> _Exercise objective_: Please return all lines of the data below containing the string "serde".

[Collected data entries]

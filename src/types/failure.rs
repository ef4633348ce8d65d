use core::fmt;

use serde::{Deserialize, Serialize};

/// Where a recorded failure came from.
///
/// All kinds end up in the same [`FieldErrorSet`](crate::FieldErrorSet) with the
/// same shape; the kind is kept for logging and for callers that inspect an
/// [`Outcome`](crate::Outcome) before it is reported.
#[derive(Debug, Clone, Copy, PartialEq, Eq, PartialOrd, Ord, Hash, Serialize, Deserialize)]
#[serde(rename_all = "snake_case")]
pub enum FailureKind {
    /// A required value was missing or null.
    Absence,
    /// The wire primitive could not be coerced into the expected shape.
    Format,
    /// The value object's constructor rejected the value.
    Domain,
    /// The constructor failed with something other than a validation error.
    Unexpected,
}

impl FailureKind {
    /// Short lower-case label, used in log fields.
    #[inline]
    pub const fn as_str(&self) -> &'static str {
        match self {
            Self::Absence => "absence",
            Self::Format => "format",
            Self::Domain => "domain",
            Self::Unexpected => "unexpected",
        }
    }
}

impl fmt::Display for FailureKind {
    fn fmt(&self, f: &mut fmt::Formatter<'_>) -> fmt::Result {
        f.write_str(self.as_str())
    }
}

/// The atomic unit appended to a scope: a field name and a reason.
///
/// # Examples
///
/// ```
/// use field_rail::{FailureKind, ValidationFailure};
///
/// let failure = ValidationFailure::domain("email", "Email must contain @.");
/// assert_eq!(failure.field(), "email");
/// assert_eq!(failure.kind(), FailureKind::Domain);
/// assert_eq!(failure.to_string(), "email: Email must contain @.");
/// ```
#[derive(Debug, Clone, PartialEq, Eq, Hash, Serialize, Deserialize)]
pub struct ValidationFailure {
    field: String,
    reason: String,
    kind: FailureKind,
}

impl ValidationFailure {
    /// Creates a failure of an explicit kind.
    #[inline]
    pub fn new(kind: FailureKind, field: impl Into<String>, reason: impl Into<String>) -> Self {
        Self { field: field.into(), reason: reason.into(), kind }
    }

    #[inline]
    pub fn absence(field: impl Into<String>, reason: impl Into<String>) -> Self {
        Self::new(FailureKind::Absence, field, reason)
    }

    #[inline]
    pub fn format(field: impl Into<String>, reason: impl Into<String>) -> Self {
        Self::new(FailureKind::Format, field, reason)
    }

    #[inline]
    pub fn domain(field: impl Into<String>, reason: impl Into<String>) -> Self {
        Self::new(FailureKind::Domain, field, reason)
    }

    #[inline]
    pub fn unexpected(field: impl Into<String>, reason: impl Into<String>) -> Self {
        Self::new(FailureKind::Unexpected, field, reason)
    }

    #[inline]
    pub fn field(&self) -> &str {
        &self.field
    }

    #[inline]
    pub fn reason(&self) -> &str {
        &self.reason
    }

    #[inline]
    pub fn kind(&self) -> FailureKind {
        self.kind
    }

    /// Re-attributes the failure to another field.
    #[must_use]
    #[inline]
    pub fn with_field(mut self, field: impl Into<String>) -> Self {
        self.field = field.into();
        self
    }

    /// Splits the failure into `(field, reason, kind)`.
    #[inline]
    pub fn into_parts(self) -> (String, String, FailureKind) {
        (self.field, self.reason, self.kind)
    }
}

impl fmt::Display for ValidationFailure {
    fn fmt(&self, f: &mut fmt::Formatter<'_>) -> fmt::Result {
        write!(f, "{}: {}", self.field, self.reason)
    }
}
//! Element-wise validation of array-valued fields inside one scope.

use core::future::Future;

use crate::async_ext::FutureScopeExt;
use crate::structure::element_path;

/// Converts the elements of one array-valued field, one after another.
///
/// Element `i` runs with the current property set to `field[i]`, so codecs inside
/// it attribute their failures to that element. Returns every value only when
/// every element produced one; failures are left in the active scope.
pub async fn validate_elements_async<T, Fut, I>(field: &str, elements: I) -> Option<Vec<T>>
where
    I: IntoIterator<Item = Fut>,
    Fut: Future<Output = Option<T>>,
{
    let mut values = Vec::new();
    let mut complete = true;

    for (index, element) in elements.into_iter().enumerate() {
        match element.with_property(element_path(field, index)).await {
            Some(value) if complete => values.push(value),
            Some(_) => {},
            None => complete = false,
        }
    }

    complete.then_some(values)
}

> _Completed task_:
use serde::{Deserialize, Serialize};
#[serde(rename_all = "snake_case")]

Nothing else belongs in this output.